**Task directions**
The word "found": in how many lines of the records does it appear? Reply with the number alone.

━━━━━━━━━━━━━━━━━━━━

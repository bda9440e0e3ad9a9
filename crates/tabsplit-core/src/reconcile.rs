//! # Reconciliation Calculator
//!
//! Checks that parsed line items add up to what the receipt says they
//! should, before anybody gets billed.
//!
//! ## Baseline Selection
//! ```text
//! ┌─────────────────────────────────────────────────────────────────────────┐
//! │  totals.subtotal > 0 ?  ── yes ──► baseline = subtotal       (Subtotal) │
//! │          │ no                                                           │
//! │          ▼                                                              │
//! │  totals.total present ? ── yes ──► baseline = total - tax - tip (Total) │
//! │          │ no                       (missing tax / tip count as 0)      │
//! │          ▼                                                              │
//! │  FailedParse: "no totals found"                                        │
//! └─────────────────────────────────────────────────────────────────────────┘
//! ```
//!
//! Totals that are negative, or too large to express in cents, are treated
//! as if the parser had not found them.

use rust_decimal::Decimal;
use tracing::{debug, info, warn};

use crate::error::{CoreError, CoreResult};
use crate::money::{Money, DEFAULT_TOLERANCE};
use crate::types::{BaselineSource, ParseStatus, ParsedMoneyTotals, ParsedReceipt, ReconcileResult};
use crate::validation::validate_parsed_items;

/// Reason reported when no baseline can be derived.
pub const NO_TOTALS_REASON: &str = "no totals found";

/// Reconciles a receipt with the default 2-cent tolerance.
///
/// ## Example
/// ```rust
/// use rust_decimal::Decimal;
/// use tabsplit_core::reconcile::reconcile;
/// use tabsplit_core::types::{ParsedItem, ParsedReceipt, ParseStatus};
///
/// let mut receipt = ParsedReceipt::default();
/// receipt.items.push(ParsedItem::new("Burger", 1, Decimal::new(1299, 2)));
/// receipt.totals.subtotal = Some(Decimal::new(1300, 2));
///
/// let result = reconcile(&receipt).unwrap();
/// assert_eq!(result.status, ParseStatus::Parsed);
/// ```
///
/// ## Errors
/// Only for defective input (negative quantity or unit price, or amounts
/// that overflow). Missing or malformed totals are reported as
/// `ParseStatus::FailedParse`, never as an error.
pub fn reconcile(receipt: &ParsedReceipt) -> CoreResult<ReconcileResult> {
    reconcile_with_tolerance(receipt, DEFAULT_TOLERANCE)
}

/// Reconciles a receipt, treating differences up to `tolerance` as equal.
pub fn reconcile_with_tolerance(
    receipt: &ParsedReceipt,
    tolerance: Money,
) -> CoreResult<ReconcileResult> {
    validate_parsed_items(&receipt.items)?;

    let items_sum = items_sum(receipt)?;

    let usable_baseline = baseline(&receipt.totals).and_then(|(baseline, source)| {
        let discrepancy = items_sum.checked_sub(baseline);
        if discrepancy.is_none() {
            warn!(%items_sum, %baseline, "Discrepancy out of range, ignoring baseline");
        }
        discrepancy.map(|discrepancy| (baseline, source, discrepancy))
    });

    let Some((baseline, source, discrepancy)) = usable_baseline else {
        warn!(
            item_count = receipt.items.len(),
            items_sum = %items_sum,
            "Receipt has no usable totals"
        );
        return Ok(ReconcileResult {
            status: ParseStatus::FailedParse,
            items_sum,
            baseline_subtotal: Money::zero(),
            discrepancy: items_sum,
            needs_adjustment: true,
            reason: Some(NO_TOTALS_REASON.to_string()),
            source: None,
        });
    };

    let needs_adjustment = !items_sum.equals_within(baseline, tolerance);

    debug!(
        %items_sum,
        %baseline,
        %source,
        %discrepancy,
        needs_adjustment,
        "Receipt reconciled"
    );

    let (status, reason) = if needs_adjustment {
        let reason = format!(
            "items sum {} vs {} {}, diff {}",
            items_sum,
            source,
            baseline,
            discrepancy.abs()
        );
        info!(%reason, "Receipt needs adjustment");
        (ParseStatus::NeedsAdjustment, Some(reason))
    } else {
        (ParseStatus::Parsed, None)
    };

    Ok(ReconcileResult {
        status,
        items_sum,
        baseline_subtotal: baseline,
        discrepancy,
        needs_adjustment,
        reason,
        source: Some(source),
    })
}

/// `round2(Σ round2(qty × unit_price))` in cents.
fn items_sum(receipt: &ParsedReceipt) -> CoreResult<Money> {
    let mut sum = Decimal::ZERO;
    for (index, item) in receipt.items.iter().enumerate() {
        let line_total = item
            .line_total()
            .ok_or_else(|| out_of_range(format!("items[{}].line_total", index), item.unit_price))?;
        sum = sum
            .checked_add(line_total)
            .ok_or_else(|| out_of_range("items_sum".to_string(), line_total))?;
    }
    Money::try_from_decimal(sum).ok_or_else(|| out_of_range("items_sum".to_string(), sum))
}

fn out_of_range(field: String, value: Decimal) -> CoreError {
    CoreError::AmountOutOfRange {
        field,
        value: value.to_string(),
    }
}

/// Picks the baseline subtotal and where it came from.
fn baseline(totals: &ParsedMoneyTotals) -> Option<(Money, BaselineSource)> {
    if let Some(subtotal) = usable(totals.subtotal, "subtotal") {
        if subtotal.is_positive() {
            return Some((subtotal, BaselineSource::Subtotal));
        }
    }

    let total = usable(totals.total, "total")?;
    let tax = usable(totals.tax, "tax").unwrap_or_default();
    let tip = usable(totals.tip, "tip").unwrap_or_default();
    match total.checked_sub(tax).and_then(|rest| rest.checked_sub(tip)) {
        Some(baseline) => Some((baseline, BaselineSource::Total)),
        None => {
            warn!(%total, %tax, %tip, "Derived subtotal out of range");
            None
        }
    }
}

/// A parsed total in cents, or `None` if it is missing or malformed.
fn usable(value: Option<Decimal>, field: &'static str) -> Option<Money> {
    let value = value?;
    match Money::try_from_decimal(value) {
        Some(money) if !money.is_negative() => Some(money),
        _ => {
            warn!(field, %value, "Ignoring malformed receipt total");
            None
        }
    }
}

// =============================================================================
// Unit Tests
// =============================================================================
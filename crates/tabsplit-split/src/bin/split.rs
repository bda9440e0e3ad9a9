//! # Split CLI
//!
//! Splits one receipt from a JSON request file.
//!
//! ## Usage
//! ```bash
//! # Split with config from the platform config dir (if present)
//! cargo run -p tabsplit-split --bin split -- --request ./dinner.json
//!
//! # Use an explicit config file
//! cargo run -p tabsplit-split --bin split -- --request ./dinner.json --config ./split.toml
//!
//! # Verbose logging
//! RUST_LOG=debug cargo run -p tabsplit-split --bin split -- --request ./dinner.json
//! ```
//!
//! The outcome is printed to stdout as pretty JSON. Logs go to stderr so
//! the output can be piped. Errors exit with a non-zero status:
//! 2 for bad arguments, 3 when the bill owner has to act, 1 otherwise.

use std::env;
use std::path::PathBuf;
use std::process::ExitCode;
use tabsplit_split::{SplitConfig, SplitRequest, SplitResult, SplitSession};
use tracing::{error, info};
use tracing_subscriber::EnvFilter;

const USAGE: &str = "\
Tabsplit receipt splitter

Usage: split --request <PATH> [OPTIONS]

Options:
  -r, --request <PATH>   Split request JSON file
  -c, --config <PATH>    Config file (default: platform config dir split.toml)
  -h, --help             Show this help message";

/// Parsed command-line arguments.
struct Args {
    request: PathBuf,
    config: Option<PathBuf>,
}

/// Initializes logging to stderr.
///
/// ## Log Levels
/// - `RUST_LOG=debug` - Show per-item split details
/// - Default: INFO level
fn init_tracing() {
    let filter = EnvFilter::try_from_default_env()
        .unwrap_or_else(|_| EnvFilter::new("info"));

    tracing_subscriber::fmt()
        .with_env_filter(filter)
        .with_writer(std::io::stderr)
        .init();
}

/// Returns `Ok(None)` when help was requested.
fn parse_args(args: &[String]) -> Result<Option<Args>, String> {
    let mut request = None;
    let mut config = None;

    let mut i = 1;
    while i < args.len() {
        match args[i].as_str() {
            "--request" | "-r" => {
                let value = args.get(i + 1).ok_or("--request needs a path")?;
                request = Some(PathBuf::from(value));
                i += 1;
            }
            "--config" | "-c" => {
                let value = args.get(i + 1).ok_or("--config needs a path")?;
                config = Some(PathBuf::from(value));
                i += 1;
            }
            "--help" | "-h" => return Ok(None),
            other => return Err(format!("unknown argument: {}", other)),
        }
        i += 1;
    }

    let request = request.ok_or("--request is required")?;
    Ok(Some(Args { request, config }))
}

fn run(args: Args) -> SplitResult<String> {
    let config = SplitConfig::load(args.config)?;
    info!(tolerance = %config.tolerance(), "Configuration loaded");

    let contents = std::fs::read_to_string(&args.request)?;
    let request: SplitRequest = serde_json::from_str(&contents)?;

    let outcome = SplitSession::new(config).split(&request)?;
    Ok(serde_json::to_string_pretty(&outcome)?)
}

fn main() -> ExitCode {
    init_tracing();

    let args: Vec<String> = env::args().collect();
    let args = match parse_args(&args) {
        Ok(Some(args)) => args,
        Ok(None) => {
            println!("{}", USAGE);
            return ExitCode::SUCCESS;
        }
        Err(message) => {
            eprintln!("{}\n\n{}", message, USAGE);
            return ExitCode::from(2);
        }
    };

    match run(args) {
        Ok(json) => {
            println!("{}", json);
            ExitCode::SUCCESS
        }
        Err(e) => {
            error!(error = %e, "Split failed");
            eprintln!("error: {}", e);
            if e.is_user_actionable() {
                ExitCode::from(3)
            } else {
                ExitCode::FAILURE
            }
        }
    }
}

━━━━━━━━━━━━━━━━━━━━

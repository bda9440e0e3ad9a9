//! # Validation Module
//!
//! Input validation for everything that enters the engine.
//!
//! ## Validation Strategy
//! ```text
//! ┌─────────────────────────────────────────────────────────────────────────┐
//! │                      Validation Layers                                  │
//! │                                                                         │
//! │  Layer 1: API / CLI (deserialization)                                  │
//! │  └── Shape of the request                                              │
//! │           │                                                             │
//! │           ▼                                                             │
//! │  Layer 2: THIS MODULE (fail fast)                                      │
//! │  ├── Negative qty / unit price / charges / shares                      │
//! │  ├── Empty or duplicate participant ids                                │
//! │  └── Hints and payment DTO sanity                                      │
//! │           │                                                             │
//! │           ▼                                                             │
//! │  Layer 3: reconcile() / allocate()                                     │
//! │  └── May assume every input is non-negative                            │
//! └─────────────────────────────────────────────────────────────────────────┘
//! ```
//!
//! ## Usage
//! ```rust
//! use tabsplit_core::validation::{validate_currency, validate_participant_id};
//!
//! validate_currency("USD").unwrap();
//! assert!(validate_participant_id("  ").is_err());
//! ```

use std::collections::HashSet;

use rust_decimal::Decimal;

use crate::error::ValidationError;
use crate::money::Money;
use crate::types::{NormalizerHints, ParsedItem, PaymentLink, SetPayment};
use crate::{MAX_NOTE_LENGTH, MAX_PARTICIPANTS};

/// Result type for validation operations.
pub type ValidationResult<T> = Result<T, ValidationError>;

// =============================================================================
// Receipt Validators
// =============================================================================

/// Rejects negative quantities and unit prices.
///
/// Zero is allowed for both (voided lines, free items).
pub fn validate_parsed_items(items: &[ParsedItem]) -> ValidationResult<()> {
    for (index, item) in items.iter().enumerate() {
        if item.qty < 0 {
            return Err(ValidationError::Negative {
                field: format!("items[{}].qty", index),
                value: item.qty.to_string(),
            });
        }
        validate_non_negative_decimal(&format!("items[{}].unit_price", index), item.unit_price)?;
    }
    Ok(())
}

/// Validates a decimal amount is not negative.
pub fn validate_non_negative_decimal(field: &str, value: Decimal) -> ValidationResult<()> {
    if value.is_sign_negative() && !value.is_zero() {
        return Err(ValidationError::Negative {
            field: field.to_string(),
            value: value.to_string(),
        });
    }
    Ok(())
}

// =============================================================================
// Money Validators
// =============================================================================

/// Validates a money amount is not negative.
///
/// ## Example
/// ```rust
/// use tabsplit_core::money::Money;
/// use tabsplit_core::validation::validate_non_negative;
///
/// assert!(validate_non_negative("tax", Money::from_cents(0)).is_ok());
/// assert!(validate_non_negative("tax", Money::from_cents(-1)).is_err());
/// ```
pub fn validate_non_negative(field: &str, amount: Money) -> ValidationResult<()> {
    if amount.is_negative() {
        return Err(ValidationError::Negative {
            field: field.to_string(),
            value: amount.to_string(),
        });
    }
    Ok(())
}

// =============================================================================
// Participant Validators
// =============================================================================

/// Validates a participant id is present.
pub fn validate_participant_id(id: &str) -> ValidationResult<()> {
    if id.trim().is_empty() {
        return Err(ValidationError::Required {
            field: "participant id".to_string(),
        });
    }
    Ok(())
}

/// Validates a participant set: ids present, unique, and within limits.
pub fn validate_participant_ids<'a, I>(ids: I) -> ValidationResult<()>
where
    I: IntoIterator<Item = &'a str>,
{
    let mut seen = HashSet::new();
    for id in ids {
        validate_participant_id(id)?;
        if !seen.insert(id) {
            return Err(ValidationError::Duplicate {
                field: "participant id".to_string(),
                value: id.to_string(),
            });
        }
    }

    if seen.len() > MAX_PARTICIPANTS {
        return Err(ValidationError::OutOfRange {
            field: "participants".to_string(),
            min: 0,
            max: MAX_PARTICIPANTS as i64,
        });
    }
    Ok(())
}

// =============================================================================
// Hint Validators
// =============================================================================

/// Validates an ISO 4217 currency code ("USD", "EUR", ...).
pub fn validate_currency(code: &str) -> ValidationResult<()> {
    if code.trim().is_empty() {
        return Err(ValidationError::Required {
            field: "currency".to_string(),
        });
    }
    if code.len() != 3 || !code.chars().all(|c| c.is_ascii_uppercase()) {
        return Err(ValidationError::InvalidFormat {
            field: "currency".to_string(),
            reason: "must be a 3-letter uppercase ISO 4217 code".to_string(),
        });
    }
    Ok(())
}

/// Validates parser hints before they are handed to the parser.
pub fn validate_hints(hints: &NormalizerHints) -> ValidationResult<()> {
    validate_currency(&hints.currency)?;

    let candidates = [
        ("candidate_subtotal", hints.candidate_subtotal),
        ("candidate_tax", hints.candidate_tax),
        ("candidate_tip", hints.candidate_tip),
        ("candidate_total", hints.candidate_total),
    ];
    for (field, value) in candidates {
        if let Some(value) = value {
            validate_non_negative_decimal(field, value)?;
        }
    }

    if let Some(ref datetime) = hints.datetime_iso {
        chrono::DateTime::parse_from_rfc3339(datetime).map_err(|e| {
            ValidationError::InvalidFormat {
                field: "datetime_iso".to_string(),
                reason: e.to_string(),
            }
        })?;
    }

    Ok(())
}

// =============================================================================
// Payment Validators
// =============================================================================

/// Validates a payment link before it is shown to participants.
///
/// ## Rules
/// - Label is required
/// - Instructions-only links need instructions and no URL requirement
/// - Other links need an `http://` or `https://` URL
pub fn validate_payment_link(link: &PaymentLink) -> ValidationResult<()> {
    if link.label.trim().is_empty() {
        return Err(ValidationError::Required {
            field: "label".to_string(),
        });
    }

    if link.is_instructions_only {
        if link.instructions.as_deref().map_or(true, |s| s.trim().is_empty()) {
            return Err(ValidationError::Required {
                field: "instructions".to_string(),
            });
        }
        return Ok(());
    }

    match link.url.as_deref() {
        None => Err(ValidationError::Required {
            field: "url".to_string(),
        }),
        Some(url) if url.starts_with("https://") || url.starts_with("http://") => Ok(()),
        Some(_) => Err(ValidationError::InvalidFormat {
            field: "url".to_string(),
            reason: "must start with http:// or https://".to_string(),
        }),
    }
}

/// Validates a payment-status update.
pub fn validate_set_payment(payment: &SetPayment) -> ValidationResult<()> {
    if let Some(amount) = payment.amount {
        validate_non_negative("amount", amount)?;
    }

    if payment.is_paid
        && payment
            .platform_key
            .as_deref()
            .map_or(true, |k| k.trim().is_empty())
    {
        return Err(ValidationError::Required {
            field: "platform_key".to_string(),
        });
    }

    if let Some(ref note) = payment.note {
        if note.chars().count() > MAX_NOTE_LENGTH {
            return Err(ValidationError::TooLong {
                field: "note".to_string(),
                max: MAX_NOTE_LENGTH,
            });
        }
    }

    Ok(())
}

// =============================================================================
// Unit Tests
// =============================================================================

━━━━━━━━━━━━━━━━━━━━

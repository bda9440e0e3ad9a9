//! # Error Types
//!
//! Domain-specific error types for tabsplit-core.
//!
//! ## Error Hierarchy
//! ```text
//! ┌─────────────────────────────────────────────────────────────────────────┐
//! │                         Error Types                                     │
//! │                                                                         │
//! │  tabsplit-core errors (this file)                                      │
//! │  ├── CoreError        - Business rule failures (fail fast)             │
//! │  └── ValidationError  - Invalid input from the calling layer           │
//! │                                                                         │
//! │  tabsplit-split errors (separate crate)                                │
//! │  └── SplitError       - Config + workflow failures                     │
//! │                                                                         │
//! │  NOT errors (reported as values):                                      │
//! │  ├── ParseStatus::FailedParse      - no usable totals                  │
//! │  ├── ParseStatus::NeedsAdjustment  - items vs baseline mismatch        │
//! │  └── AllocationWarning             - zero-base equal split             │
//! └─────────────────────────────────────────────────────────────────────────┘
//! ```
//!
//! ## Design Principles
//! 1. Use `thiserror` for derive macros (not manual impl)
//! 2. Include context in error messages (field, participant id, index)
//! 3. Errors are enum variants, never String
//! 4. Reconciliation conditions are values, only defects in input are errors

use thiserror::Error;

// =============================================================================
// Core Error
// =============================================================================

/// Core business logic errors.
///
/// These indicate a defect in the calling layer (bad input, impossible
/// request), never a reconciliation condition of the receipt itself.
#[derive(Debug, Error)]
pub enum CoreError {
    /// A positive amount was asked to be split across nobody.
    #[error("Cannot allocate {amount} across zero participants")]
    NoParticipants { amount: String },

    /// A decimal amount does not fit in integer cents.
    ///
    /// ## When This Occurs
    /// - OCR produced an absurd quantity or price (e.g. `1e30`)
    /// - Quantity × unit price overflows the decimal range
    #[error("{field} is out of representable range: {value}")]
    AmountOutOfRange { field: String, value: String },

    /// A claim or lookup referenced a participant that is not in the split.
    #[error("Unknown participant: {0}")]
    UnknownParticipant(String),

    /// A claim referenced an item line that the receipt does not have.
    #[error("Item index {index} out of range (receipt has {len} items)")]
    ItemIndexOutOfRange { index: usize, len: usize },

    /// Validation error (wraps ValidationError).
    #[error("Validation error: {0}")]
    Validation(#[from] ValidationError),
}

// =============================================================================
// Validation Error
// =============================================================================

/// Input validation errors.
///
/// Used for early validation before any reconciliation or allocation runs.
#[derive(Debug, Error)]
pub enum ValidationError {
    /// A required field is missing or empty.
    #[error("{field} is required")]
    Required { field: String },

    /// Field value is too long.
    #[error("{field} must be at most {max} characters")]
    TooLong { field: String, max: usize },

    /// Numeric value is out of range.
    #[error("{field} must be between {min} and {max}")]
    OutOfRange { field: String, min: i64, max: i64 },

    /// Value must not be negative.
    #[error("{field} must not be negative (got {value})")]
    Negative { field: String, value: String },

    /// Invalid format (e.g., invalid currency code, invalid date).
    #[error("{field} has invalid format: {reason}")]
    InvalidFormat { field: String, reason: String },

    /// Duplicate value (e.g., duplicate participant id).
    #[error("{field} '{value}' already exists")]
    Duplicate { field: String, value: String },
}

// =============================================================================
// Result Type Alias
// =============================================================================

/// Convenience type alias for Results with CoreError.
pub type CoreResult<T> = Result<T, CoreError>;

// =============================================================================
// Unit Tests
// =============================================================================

━━━━━━━━━━━━━━━━━━━━

**Exercise response**
3